Are there any time-periodic solutions to Einstein's equations apart from black holes? Are there any solutions to Einstein's equations which are periodic in time?
A black hole only has mass, charge and angular momentum according to the no-hair theorem. (Although this might just mean in the limit as time goes to infinity because when two black holes collide the shape of their combined horizon would be extra information).
Would a binary black hole system be periodic? I'm not sure because it might give off gravitational waves and collapse. (But there is also the time reverse of this where a single black hole absorbs gravitational waves and splits in two!)
What about a pair of black holes in a Universe that is expanding so fast that they always stay the same distance apart?
 A: In the paper Non-Existence of Time-Periodic Vacuum Spacetimes it is said that,

This paper addresses the question whether there exist asymptotically flat solutions of the Einstein vacuum equations which are “periodic in time” in a suitable
  sense.
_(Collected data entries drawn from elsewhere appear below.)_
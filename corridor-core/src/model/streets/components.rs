//! Street network components - nodes and edges

use geo::{LineString, Point};
use serde::{Deserialize, Serialize};

use super::EdgeAttributes;
use crate::algo::geometry::{entry_bearing, exit_bearing};
use crate::{EdgeId, NodeId};

/// Street graph node
#[derive(Debug, Clone, PartialEq, Serialize, Deserialize)]
pub struct StreetNode {
    pub id: NodeId,
    /// Node coordinates (lon, lat)
    pub geometry: Point<f64>,
    pub has_stop_sign: bool,
    pub has_signal: bool,
    pub has_crossing: bool,
}

impl StreetNode {
    pub fn new(id: impl Into<NodeId>, lon: f64, lat: f64) -> Self {
        Self {
            id: id.into(),
            geometry: Point::new(lon, lat),
            has_stop_sign: false,
            has_signal: false,
            has_crossing: false,
        }
    }

    /// Stop sign or traffic signal at this node
    pub fn is_controlled(&self) -> bool {
        self.has_stop_sign || self.has_signal
    }
}

/// Street graph edge (directed street segment)
#[derive(Debug, Clone, PartialEq, Serialize, Deserialize)]
pub struct StreetEdge {
    pub id: EdgeId,
    pub from_node_id: NodeId,
    pub to_node_id: NodeId,
    /// Ordered coordinates from `from_node_id` to `to_node_id`
    pub geometry: LineString<f64>,
    pub attributes: EdgeAttributes,
}

impl StreetEdge {
    pub fn new(
        id: impl Into<EdgeId>,
        from_node_id: impl Into<NodeId>,
        to_node_id: impl Into<NodeId>,
        geometry: LineString<f64>,
        attributes: EdgeAttributes,
    ) -> Self {
        Self {
            id: id.into(),
            from_node_id: from_node_id.into(),
            to_node_id: to_node_id.into(),
            geometry,
            attributes,
        }
    }

    pub fn length_meters(&self) -> f64 {
        self.attributes.length_meters
    }

    /// Bearing of the first geometry segment, 0 for degenerate geometry
    pub fn entry_bearing(&self) -> f64 {
        entry_bearing(&self.geometry)
    }

    /// Bearing of the last geometry segment, 0 for degenerate geometry
    pub fn exit_bearing(&self) -> f64 {
        exit_bearing(&self.geometry)
    }

    /// Copy of this edge running the other way, with the paired id
    pub fn reversed(&self, id: impl Into<EdgeId>) -> Self {
        let mut coords = self.geometry.0.clone();
        coords.reverse();
        Self {
            id: id.into(),
            from_node_id: self.to_node_id.clone(),
            to_node_id: self.from_node_id.clone(),
            geometry: LineString::new(coords),
            attributes: self.attributes.clone(),
        }
    }
}
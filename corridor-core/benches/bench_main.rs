use std::hint::black_box;

use corridor_core::prelude::*;
use criterion::{BenchmarkId, Criterion, criterion_group, criterion_main};
use geo::{LineString, coord};

const STEP: f64 = 0.001;

/// Square street grid of `size` x `size` nodes with two-way blocks.
/// Every fourth row is a named cycleway, the rest are unnamed residential streets.
fn grid_graph(size: usize) -> StreetGraph {
    let mut graph = StreetGraph::new();
    let node_id = |row: usize, col: usize| format!("n{row}_{col}");

    for row in 0..size {
        for col in 0..size {
            graph.add_node(StreetNode::new(
                node_id(row, col),
                col as f64 * STEP,
                row as f64 * STEP,
            ));
        }
    }

    for row in 0..size {
        for col in 0..size {
            let (x, y) = (col as f64 * STEP, row as f64 * STEP);
            if col + 1 < size {
                let attributes = if row % 4 == 0 {
                    EdgeAttributes {
                        name: Some(format!("Greenway {row}")),
                        ..EdgeAttributes::new(RoadClass::Cycleway, 111.0)
                    }
                } else {
                    EdgeAttributes::new(RoadClass::Residential, 111.0)
                };
                graph
                    .add_bidirectional_edge(
                        &format!("h{row}_{col}"),
                        node_id(row, col),
                        node_id(row, col + 1),
                        LineString::new(vec![coord! { x: x, y: y }, coord! { x: x + STEP, y: y }]),
                        attributes,
                    )
                    .unwrap();
            }
            if row + 1 < size {
                graph
                    .add_bidirectional_edge(
                        &format!("v{row}_{col}"),
                        node_id(row, col),
                        node_id(row + 1, col),
                        LineString::new(vec![coord! { x: x, y: y }, coord! { x: x, y: y + STEP }]),
                        EdgeAttributes::new(RoadClass::Residential, 111.0),
                    )
                    .unwrap();
            }
        }
    }

    graph
}

fn bench_build(c: &mut Criterion) {
    let options = CorridorBuilderOptions::default();
    let mut group = c.benchmark_group("build_corridor_network");

    for size in [20, 60] {
        let graph = grid_graph(size);
        group.bench_with_input(BenchmarkId::new("sequential", size), &graph, |b, graph| {
            b.iter(|| build_corridor_network(black_box(graph), &options).unwrap());
        });
        group.bench_with_input(BenchmarkId::new("parallel", size), &graph, |b, graph| {
            b.iter(|| build_corridor_network_par(black_box(graph), &options).unwrap());
        });
    }

    group.finish();
}

fn bench_scoring(c: &mut Criterion) {
    let graph = grid_graph(60);
    let network = build_corridor_network(&graph, &CorridorBuilderOptions::default()).unwrap();

    c.bench_function("score_network", |b| {
        b.iter_batched(
            || network.clone(),
            |mut network| {
                score_network(&mut network, ActivityType::RoadCycling, None).unwrap();
                network
            },
            criterion::BatchSize::LargeInput,
        );
    });
}

criterion_group!(benches, bench_build, bench_scoring);
criterion_main!(benches);
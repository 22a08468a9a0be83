// Re-export key components
pub use crate::algo::chains::{build_chains, build_chains_par};
pub use crate::building::{
    CorridorBuilderOptions, build_corridor_network, build_corridor_network_par,
};
pub use crate::export::network_to_geojson;
pub use crate::model::{
    Corridor, CorridorIndex, CorridorNetwork, CorridorType, EdgeAttributes, EdgeChain, RoadClass,
    StreetEdge, StreetGraph, StreetNode, SurfaceClassification, SurfaceType,
};
pub use crate::scoring::{
    ActivityType, CorridorScore, ScoreWeights, ScoringParams, score_corridor, score_network,
};

// Core identifier types
pub use crate::EdgeId;
pub use crate::EntityId;
pub use crate::NodeId;
pub use crate::Error;
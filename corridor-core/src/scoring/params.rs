use hashbrown::HashMap;
use serde::{Deserialize, Serialize};

use super::ActivityType;
use super::tables::{CHARACTER_FALLBACK, character_preference, surface_preference};
use crate::Error;
use crate::model::{CorridorType, SurfaceType};

/// Weights of the four score dimensions in the overall score
#[derive(Debug, Clone, Copy, PartialEq, Serialize, Deserialize)]
pub struct ScoreWeights {
    pub flow: f64,
    pub safety: f64,
    pub surface: f64,
    pub character: f64,
}

impl ScoreWeights {
    /// Built-in weights of an activity; each set sums to 1.0
    pub fn for_activity(activity: ActivityType) -> Self {
        let (flow, safety, surface, character) = match activity {
            ActivityType::RoadCycling => (0.30, 0.30, 0.25, 0.15),
            ActivityType::GravelCycling => (0.20, 0.20, 0.30, 0.30),
            ActivityType::Running => (0.30, 0.35, 0.15, 0.20),
            ActivityType::Walking => (0.15, 0.40, 0.15, 0.30),
        };
        Self {
            flow,
            safety,
            surface,
            character,
        }
    }

    fn values(&self) -> [f64; 4] {
        [self.flow, self.safety, self.surface, self.character]
    }
}

/// Externally tuned scoring parameters for one activity.
///
/// Every field is optional; a supplied table replaces the built-in table
/// entirely, so keys it omits fall back to the neutral defaults rather than
/// to the built-in values.
#[derive(Debug, Clone, Default, PartialEq, Serialize, Deserialize)]
#[serde(default)]
pub struct ScoringParams {
    pub weights: Option<ScoreWeights>,
    pub surface_table: Option<HashMap<SurfaceType, f64>>,
    pub character_table: Option<HashMap<CorridorType, f64>>,
}

impl ScoringParams {
    /// Parses a saved scoring profile
    ///
    /// # Errors
    ///
    /// Returns an error if the JSON is malformed or the parameters are invalid
    pub fn from_json_str(json: &str) -> Result<Self, Error> {
        let params: Self = serde_json::from_str(json)?;
        params.validate()?;
        Ok(params)
    }

    /// # Errors
    ///
    /// Returns an error if a weight is negative or not finite, or a table
    /// value falls outside [0, 1]
    pub fn validate(&self) -> Result<(), Error> {
        if let Some(weights) = &self.weights
            && weights.values().iter().any(|w| !w.is_finite() || *w < 0.0)
        {
            return Err(Error::InvalidConfig(format!(
                "Score weights must be non-negative numbers, got {weights:?}"
            )));
        }

        let table_values = self
            .surface_table
            .iter()
            .flat_map(HashMap::values)
            .chain(self.character_table.iter().flat_map(HashMap::values));
        for value in table_values {
            if !(0.0..=1.0).contains(value) {
                return Err(Error::InvalidConfig(format!(
                    "Scoring table values must be within [0, 1], got {value}"
                )));
            }
        }

        Ok(())
    }

    pub(crate) fn weights_for(params: Option<&Self>, activity: ActivityType) -> ScoreWeights {
        params
            .and_then(|params| params.weights)
            .unwrap_or_else(|| ScoreWeights::for_activity(activity))
    }

    pub(crate) fn surface_value(
        params: Option<&Self>,
        activity: ActivityType,
        surface: SurfaceType,
    ) -> f64 {
        match params.and_then(|params| params.surface_table.as_ref()) {
            Some(table) => table
                .get(&surface)
                .copied()
                .unwrap_or_else(|| surface_preference(activity, SurfaceType::Unknown)),
            None => surface_preference(activity, surface),
        }
    }

    pub(crate) fn character_value(
        params: Option<&Self>,
        activity: ActivityType,
        corridor_type: CorridorType,
    ) -> f64 {
        match params.and_then(|params| params.character_table.as_ref()) {
            Some(table) => table.get(&corridor_type).copied().unwrap_or(CHARACTER_FALLBACK),
            None => character_preference(activity, corridor_type),
        }
    }
}
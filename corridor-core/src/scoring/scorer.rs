use log::{debug, info};
use rayon::prelude::*;
use serde::{Deserialize, Serialize};

use super::ActivityType;
use super::params::ScoringParams;
use super::tables::{road_class_safety, speed_limit_score};
use crate::Error;
use crate::model::{Corridor, CorridorAttributes, CorridorNetwork};

/// Length at which the flow length term saturates
const FLOW_SATURATION_METERS: f64 = 10_000.0;
/// Length scale of the logarithmic flow length term
const FLOW_LENGTH_SCALE_METERS: f64 = 300.0;
/// Decay of the stop term per stop/km
const STOP_DECAY: f64 = 0.2;

/// Per-activity suitability of a corridor; every field is in [0, 1]
#[derive(Debug, Clone, Copy, PartialEq, Serialize, Deserialize)]
pub struct CorridorScore {
    pub flow: f64,
    pub safety: f64,
    pub surface: f64,
    pub character: f64,
    pub overall: f64,
}

/// How long and uninterrupted the corridor is
pub fn score_flow(attributes: &CorridorAttributes) -> f64 {
    let length = attributes.length_meters.max(0.0);
    let length_score = ((length / FLOW_LENGTH_SCALE_METERS).ln_1p()
        / (FLOW_SATURATION_METERS / FLOW_LENGTH_SCALE_METERS).ln_1p())
    .min(1.0);
    let stop_score = (-STOP_DECAY * attributes.stop_density_per_km.max(0.0)).exp();

    0.6 * length_score + 0.4 * stop_score
}

/// Separation from motor traffic.
///
/// Cycling counts bicycle infrastructure continuity, running and walking
/// count pedestrian path continuity.
pub fn score_safety(attributes: &CorridorAttributes, activity: ActivityType) -> f64 {
    let infrastructure = if activity.is_cycling() {
        attributes.bicycle_infra_continuity
    } else {
        attributes.pedestrian_path_continuity
    };

    0.3 * infrastructure
        + 0.3 * attributes.separation_continuity
        + 0.2 * speed_limit_score(attributes.average_speed_limit)
        + 0.2 * road_class_safety(attributes.predominant_road_class)
}

pub fn score_surface(
    attributes: &CorridorAttributes,
    activity: ActivityType,
    params: Option<&ScoringParams>,
) -> f64 {
    let preference = ScoringParams::surface_value(params, activity, attributes.predominant_surface);
    let confidence = attributes.surface_confidence.clamp(0.0, 1.0);
    preference * (0.5 + 0.5 * confidence)
}

pub fn score_character(
    corridor: &Corridor,
    activity: ActivityType,
    params: Option<&ScoringParams>,
) -> f64 {
    ScoringParams::character_value(params, activity, corridor.corridor_type)
}

/// Scores one corridor for `activity`.
///
/// Without `params`, or for any field `params` leaves unset, the built-in
/// weights and tables of the activity apply.
pub fn score_corridor(
    corridor: &Corridor,
    activity: ActivityType,
    params: Option<&ScoringParams>,
) -> CorridorScore {
    let attributes = &corridor.attributes;
    let flow = score_flow(attributes);
    let safety = score_safety(attributes, activity);
    let surface = score_surface(attributes, activity, params);
    let character = score_character(corridor, activity, params);

    let weights = ScoringParams::weights_for(params, activity);
    let overall = (weights.flow * flow
        + weights.safety * safety
        + weights.surface * surface
        + weights.character * character)
        .clamp(0.0, 1.0);

    CorridorScore {
        flow,
        safety,
        surface,
        character,
        overall,
    }
}

/// Scores every corridor of the network for `activity`, in parallel.
///
/// Each score is stored under `activity`; scores of other activities are kept.
///
/// # Errors
///
/// Returns an error if `params` are invalid
pub fn score_network(
    network: &mut CorridorNetwork,
    activity: ActivityType,
    params: Option<&ScoringParams>,
) -> Result<(), Error> {
    if let Some(params) = params {
        params.validate()?;
    }

    info!(
        "Scoring {} corridors for {activity}",
        network.corridor_count()
    );

    network.corridors.par_values_mut().for_each(|corridor| {
        let score = score_corridor(corridor, activity, params);
        corridor.scores.insert(activity, score);
    });

    debug!("Scored corridors for {activity}");
    Ok(())
}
We show that any such solution must necessarily be stationary near infinity.
  Thus, genuinely “time periodic” solutions do not exist, at least in a neighborhood
  of (null) infinity.

Of course, in the general case, one can write down any time periodic metric, and compute the stress-energy tensor, thus offering a "solution" for that particular stress-energy, if physically sensible.
In the book, Exact Solutions to Einstein's Field Equations, there are plenty of solutions with a $\partial_t$ Killing vector which are thus technically periodic in time.
A: Extending @JamalS answer, the quoted result of Alexakis & Schlue means that any time-periodic solution must be non-asymptotically flat or non-vacuum.
For example, it is easy to construct a pp-wave solutions which would be periodic with a suitable choice of time coordinate.
The resonant properties of anti-de Sitter spacetime also provide possibility to construct time-periodic non-black hole solutions, which are asymptotically AdS. Though no explicit metrics for such spacetimes are known presently, a paper 


*

*Horowitz, G. T., & Santos, J. E. (2014). Geons and the instability of Anti-de Sitter spacetime, arXiv:1408.5906.


provides us with a numerical construction of such solution, a geon, with a helical symmetry.